🤖 AI Summary
This study addresses the challenge of identifying spatially variable genes (SVGs) and controlling the false discovery rate (FDR) in ultra-high-dimensional spatial transcriptomics data. The authors propose a distribution-free screening framework that integrates a model-X knockoff procedure with a distance-based, distribution-agnostic quasi-likelihood ratio statistic (MM-test), leveraging auxiliary spatial information. The method is designed for both two- and three-dimensional multi-slice data and is accompanied by theoretical guarantees, including FDR control, selection consistency, and bounds on clustering error. Extensive evaluation across 34 real and simulated datasets demonstrates its superior performance, notably enabling the resolution of fine anatomical structures—such as the hippocampal pyramidal layer and dentate gyrus—in three-dimensional mouse brain data.
📝 Abstract
Spatial transcriptomics (ST) technologies enable transcriptome-wide gene expression profiling while preserving spatial resolution, offering unprecedented opportunities to uncover complex spatial structures. Due to the ultra-high dimensionality of ST data, identifying spatially variable genes (SVGs) associated with unknown spatial clusters has become a central task in ST data analysis. Here, we develop a distribution-free SVG screening method based on a novel quasi-likelihood ratio statistic, the MM-test, combined with a knockoff procedure to control the false discovery rate (FDR).
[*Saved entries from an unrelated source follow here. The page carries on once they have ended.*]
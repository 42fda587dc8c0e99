use std::ops::Deref;

use anyhow::Result as Fallible;
use rocket::{
    self,
    http::Status,
    outcome::try_outcome,
    request::{FromRequest, Outcome, Request},
    State,
};

use sr_core::{gateways::search::SearchGateway, usecases::Error as ParameterError};
use sr_db_sqlite::{DbReadOnly, DbReadWrite};

pub const COOKIE_USER_KEY: &str = "stream-rater-user";

type Result<T> = std::result::Result<T, crate::web::Error>;

/// Hands the managed database pool out to routes.
///
/// Routes ask for `shared()` (read-only) or `exclusive()` (single
/// writer) access per request.
#[derive(Clone)]
pub struct Connections(sr_db_sqlite::Connections);

impl Connections {
    pub fn shared(&self) -> Fallible<DbReadOnly> {
        self.0.shared()
    }

    pub fn exclusive(&self) -> Fallible<DbReadWrite> {
        self.0.exclusive()
    }
}

impl From<sr_db_sqlite::Connections> for Connections {
    fn from(pool: sr_db_sqlite::Connections) -> Self {
        Self(pool)
    }
}

#[rocket::async_trait]
impl<'r> FromRequest<'r> for Connections {
    type Error = ();
    async fn from_request(request: &'r Request<'_>) -> Outcome<Self, Self::Error> {
        let pool = try_outcome!(request.guard::<&State<Connections>>().await);
        Outcome::Success(pool.inner().clone())
    }
}

/// Authentication state extracted from the session cookie.
#[derive(Debug)]
pub struct Auth {
    account_name: Option<String>,
}

impl Auth {
    pub fn account_name(&self) -> Result<&str> {
        self.account_name
            .as_deref()
            .ok_or_else(|| ParameterError::Forbidden.into())
    }

    fn account_name_from_cookie(request: &Request) -> Option<String> {
        request
            .cookies()
            .get_private(COOKIE_USER_KEY)
            .and_then(|cookie| cookie.value().parse().ok())
    }
}

#[rocket::async_trait]
impl<'r> FromRequest<'r> for Auth {
    type Error = ();
    async fn from_request(request: &'r Request<'_>) -> Outcome<Self, Self::Error> {
        let account_name = Self::account_name_from_cookie(request);
        Outcome::Success(Self { account_name })
    }
}

/// An authenticated user account, required by routes that
/// refuse anonymous access.
#[derive(Debug)]
pub struct Account(String);

impl Account {
    pub fn name(&self) -> &str {
        &self.0
    }
}

#[rocket::async_trait]
impl<'r> FromRequest<'r> for Account {
    type Error = ();
    async fn from_request(request: &'r Request<'_>) -> Outcome<Self, Self::Error> {
        let auth = try_outcome!(Auth::from_request(request).await);
        match auth.account_name() {
            Ok(name) => Outcome::Success(Account(name.to_owned())),
            _ => Outcome::Error((Status::Unauthorized, ())),
        }
    }
}

pub struct Search(pub Box<dyn SearchGateway + Send + Sync>);

impl Deref for Search {
    type Target = dyn SearchGateway;
    fn deref(&self) -> &Self::Target {
        &*self.0
    }
}
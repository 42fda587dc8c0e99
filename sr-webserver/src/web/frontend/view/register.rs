use maud::{html, Markup};
use rocket::request::FlashMessage;

use super::page::*;

pub fn register(flash: Option<FlashMessage>) -> Markup {
    page(
        "Register | Stream Rater",
        None,
        flash,
        html! {
            main {
                form class="register" action="/register" method="POST" {
                    fieldset {
                        label {
                            "User name:"
                            br;
                            input type="text" name="name" placeholder="user name";
                        }
                        br;
                        label {
                            "eMail:"
                            br;
                            input type="email" name="email" placeholder="eMail address";
                        }
                        br;
                        label {
                            "Password:"
                            br;
                            input type="password" name="password" placeholder="password";
                        }
                        br;
                        input type="submit" value="register";
                    }
                }
            }
        },
    )
}
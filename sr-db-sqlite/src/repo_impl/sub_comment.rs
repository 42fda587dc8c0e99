use super::*;

impl<'a> SubCommentRepository for DbReadOnly<'a> {
    fn create_sub_comment(&self, _sub_comment: SubComment) -> Result<()> {
        unreachable!();
    }

    fn load_sub_comments_of_comment(&self, comment_id: &str) -> Result<Vec<SubComment>> {
        load_sub_comments_of_comment(&mut self.conn.borrow_mut(), comment_id)
    }
}

impl<'a> SubCommentRepository for DbReadWrite<'a> {
    fn create_sub_comment(&self, sub_comment: SubComment) -> Result<()> {
        create_sub_comment(&mut self.conn.borrow_mut(), sub_comment)
    }

    fn load_sub_comments_of_comment(&self, comment_id: &str) -> Result<Vec<SubComment>> {
        load_sub_comments_of_comment(&mut self.conn.borrow_mut(), comment_id)
    }
}

fn create_sub_comment(conn: &mut SqliteConnection, sub_comment: SubComment) -> Result<()> {
    let SubComment {
        id,
        comment_id,
        user_name,
        text,
        created_at,
    } = sub_comment;
    let parent_rowid = resolve_comment_rowid(conn, comment_id.as_ref())?;
    let new_sub_comment = models::NewSubComment {
        parent_rowid,
        id: id.into(),
        created_at: created_at.as_millis(),
        created_by: user_name,
        text,
    };
    let _count = diesel::insert_into(schema::sub_comment::table)
        .values(&new_sub_comment)
        .execute(conn)
        .map_err(from_diesel_err)?;
    debug_assert_eq!(1, _count);
    Ok(())
}

// In creation order, oldest first
fn load_sub_comments_of_comment(
    conn: &mut SqliteConnection,
    comment_id: &str,
) -> Result<Vec<SubComment>> {
    use schema::{comment::dsl as comment_dsl, sub_comment::dsl as sub_comment_dsl};
    Ok(schema::sub_comment::table
        .inner_join(schema::comment::table)
        .select((
            sub_comment_dsl::rowid,
            sub_comment_dsl::id,
            sub_comment_dsl::created_at,
            sub_comment_dsl::created_by,
            sub_comment_dsl::text,
            comment_dsl::id,
        ))
        .filter(comment_dsl::id.eq(comment_id))
        .order_by(sub_comment_dsl::rowid.asc())
        .load::<models::JoinedSubComment>(conn)
        .map_err(from_diesel_err)?
        .into_iter()
        .map(Into::into)
        .collect())
}
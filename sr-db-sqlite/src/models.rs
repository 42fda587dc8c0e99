#![allow(clippy::extra_unused_lifetimes)]

// NOTE:
// All timestamps with the `_at` postfix are stored
// as unix timestamp in **milli**seconds.

use super::schema::*;

#[derive(Insertable)]
#[diesel(table_name = category)]
pub struct NewCategory<'a> {
    pub id: &'a str,
    pub name: &'a str,
    pub slug: &'a str,
    pub image_url: Option<&'a str>,
}

#[derive(Queryable)]
pub struct CategoryEntity {
    pub rowid: i64,
    pub id: String,
    pub name: String,
    pub slug: String,
    pub image_url: Option<String>,
}

#[derive(Insertable)]
#[diesel(table_name = streamer)]
pub struct NewStreamer<'a> {
    pub parent_rowid: i64,
    pub id: &'a str,
    pub name: &'a str,
    pub image_url: Option<&'a str>,
    pub views: i64,
}

#[derive(Queryable)]
pub struct JoinedStreamer {
    pub rowid: i64,
    pub id: String,
    pub name: String,
    pub image_url: Option<String>,
    pub views: i64,
    // Joined columns
    pub category_id: String,
}

#[derive(Insertable)]
#[diesel(table_name = comment)]
pub struct NewComment {
    pub parent_rowid: i64,
    pub id: String,
    pub created_at: i64,
    pub created_by: String,
    pub rating: i16,
    pub text: String,
}

#[derive(Queryable)]
pub struct JoinedComment {
    pub rowid: i64,
    pub id: String,
    pub created_at: i64,
    pub created_by: String,
    pub rating: i16,
    pub text: String,
    // Joined columns
    pub streamer_id: String,
}

#[derive(Insertable)]
#[diesel(table_name = sub_comment)]
pub struct NewSubComment {
    pub parent_rowid: i64,
    pub id: String,
    pub created_at: i64,
    pub created_by: String,
    pub text: String,
}

#[derive(Queryable)]
pub struct JoinedSubComment {
    pub rowid: i64,
    pub id: String,
    pub created_at: i64,
    pub created_by: String,
    pub text: String,
    // Joined columns
    pub comment_id: String,
}

#[derive(Insertable, AsChangeset)]
#[diesel(table_name = users)]
pub struct NewUser<'a> {
    pub name: &'a str,
    pub email: &'a str,
    pub password: &'a str,
}

#[derive(Queryable)]
pub struct UserEntity {
    pub rowid: i64,
    pub name: String,
    pub email: String,
    pub password: String,
}

#[derive(Insertable, AsChangeset)]
#[diesel(table_name = user_profiles)]
pub struct NewUserProfile<'a> {
    pub user_rowid: i64,
    pub bio: &'a str,
    pub picture_url: Option<&'a str>,
}

#[derive(Queryable)]
pub struct JoinedUserProfile {
    pub bio: String,
    pub picture_url: Option<String>,
    // Joined columns
    pub user_name: String,
}

use sr_core::entities::{
    Category, Comment, Password, RatingValue, Streamer, SubComment, Timestamp, User, UserProfile,
};

impl From<CategoryEntity> for Category {
    fn from(from: CategoryEntity) -> Self {
        let CategoryEntity {
            rowid: _,
            id,
            name,
            slug,
            image_url,
        } = from;
        Self {
            id: id.into(),
            name,
            slug,
            image_url,
        }
    }
}

impl From<JoinedStreamer> for Streamer {
    fn from(from: JoinedStreamer) -> Self {
        let JoinedStreamer {
            rowid: _,
            id,
            name,
            image_url,
            views,
            category_id,
        } = from;
        Self {
            id: id.into(),
            category_id: category_id.into(),
            name,
            image_url,
            views: views as u64,
        }
    }
}

impl From<JoinedComment> for Comment {
    fn from(from: JoinedComment) -> Self {
        let JoinedComment {
            rowid: _,
            id,
            created_at,
            created_by,
            rating,
            text,
            streamer_id,
        } = from;
        Self {
            id: id.into(),
            streamer_id: streamer_id.into(),
            user_name: created_by,
            rating: RatingValue::from(rating as i8),
            text,
            created_at: Timestamp::from_millis(created_at),
        }
    }
}

impl From<JoinedSubComment> for SubComment {
    fn from(from: JoinedSubComment) -> Self {
        let JoinedSubComment {
            rowid: _,
            id,
            created_at,
            created_by,
            text,
            comment_id,
        } = from;
        Self {
            id: id.into(),
            comment_id: comment_id.into(),
            user_name: created_by,
            text,
            created_at: Timestamp::from_millis(created_at),
        }
    }
}

impl From<UserEntity> for User {
    fn from(from: UserEntity) -> Self {
        let UserEntity {
            rowid: _,
            name,
            email,
            password,
        } = from;
        Self {
            name,
            email,
            password: Password::from_hash(password),
        }
    }
}

impl From<JoinedUserProfile> for UserProfile {
    fn from(from: JoinedUserProfile) -> Self {
        let JoinedUserProfile {
            bio,
            picture_url,
            user_name,
        } = from;
        Self {
            user_name,
            bio,
            picture_url,
        }
    }
}
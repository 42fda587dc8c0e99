use maud::{html, Markup};
use rocket::request::FlashMessage;

use super::page::*;
use sr_core::entities::*;

pub fn profile(
    account: Option<&str>,
    flash: Option<FlashMessage>,
    user: &User,
    p: &UserProfile,
) -> Markup {
    let is_own = account == Some(user.name.as_str());
    page(
        &format!("{} | Stream Rater", user.name),
        account,
        flash,
        html! {
            main {
                h1 { (user.name) }
                @if let Some(ref url) = p.picture_url {
                    img class="profile-image" src=(url) alt=(user.name);
                }
                table {
                    @if is_own {
                        tr {
                            td { "eMail" }
                            td { (user.email) }
                        }
                    }
                    tr {
                        td { "Bio" }
                        td { (p.bio) }
                    }
                }
                @if is_own {
                    nav {
                        a href="/profile/edit" { "edit profile" }
                        a href="/profile/register" { "fill in profile" }
                    }
                }
            }
        },
    )
}

pub fn edit_profile_form(
    flash: Option<FlashMessage>,
    user: &User,
    p: &UserProfile,
) -> Markup {
    page(
        "Edit profile | Stream Rater",
        Some(&user.name),
        flash,
        html! {
            main {
                h3 { "Edit your profile" }
                form class="profile" action="/profile/edit" method="POST" {
                    fieldset {
                        label {
                            "eMail:"
                            br;
                            input type="email" name="email" value=(user.email);
                        }
                        br;
                        label {
                            "Bio:"
                            br;
                            textarea name="bio" rows="5" cols="50" { (p.bio) }
                        }
                        br;
                        input type="submit" value="save";
                    }
                }
            }
        },
    )
}

pub fn register_profile_form(account: &str, flash: Option<FlashMessage>) -> Markup {
    page(
        "Fill in profile | Stream Rater",
        Some(account),
        flash,
        html! {
            main {
                h3 { "Fill in your profile" }
                form class="profile" action="/profile/register" method="POST" {
                    fieldset {
                        label {
                            "Bio:"
                            br;
                            textarea name="bio" rows="5" cols="50" {}
                        }
                        br;
                        label {
                            "Picture URL:"
                            br;
                            input type="text" name="picture_url" placeholder="https://";
                        }
                        br;
                        input type="submit" value="save";
                    }
                }
            }
        },
    )
}
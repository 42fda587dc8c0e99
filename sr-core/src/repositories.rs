// Low-level database access traits.
// Each repository is responsible for a single entity and
// its relationships. Related entities are only referenced
// by their id and never modified or loaded by another
// repository.

use std::io;

use thiserror::Error;

use crate::entities::*;

#[derive(Debug, Error)]
pub enum Error {
    #[error("The requested object could not be found")]
    NotFound,
    #[error("The object already exists")]
    AlreadyExists,
    #[error(transparent)]
    Io(#[from] io::Error),
    #[error(transparent)]
    Other(#[from] anyhow::Error),
}

type Result<T> = std::result::Result<T, Error>;

pub trait CategoryRepo {
    fn create_category(&self, category: &Category) -> Result<()>;

    fn get_category_by_slug(&self, slug: &str) -> Result<Category>;
    fn all_categories(&self) -> Result<Vec<Category>>;
    fn count_categories(&self) -> Result<usize>;
}

pub trait StreamerRepo {
    fn create_streamer(&self, streamer: &Streamer) -> Result<()>;

    fn get_streamer_by_name(&self, name: &str) -> Result<Streamer>;
    fn streamers_of_category(&self, category_id: &str) -> Result<Vec<Streamer>>;
}

pub trait CommentRepository {
    fn create_comment(&self, comment: Comment) -> Result<()>;

    fn load_comment(&self, id: &str) -> Result<Comment>;

    // In creation order, oldest first
    fn load_comments_of_streamer(&self, streamer_id: &str) -> Result<Vec<Comment>>;
}

pub trait SubCommentRepository {
    fn create_sub_comment(&self, sub_comment: SubComment) -> Result<()>;

    // In creation order, oldest first
    fn load_sub_comments_of_comment(&self, comment_id: &str) -> Result<Vec<SubComment>>;

    // The inner sequence at position i belongs to the comment at position i.
    fn zip_comments_with_sub_comments(
        &self,
        comments: Vec<Comment>,
    ) -> Result<Vec<(Comment, Vec<SubComment>)>> {
        let mut results = Vec::with_capacity(comments.len());
        for comment in comments {
            let sub_comments = self.load_sub_comments_of_comment(comment.id.as_ref())?;
            results.push((comment, sub_comments));
        }
        Ok(results)
    }
}

pub trait UserRepo {
    fn create_user(&self, user: &User) -> Result<()>;
    fn update_user(&self, user: &User) -> Result<()>;

    fn get_user_by_name(&self, name: &str) -> Result<User>;
    fn try_get_user_by_name(&self, name: &str) -> Result<Option<User>>;
    fn count_users(&self) -> Result<usize>;
}

pub trait ProfileRepo {
    fn create_profile(&self, profile: &UserProfile) -> Result<()>;
    fn update_profile(&self, profile: &UserProfile) -> Result<()>;

    fn get_profile_of_user(&self, user_name: &str) -> Result<UserProfile>;
}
MM-test leverages auxiliary information, such as spatial distances, about the unknown spatial domains for SVG screening. Notably, in addition to two-dimensional ST datasets, MM-test is well-suited for increasingly common three-dimensional (3D), multi-slice ST datasets. Extensive benchmarking using simulations and 34 real ST datasets demonstrates that MM-test consistently outperforms existing SVG detection methods. In a 3D mouse brain dataset, MM-test accurately delineates fine-scale structures that are challenging for other methods, such as the 3D architecture of the pyramidal layer of the hippocampal cornu ammonis and the dentate gyrus. Theoretical guarantees-including selection consistency, FDR control, and an error bound for post-selection clustering-are also established.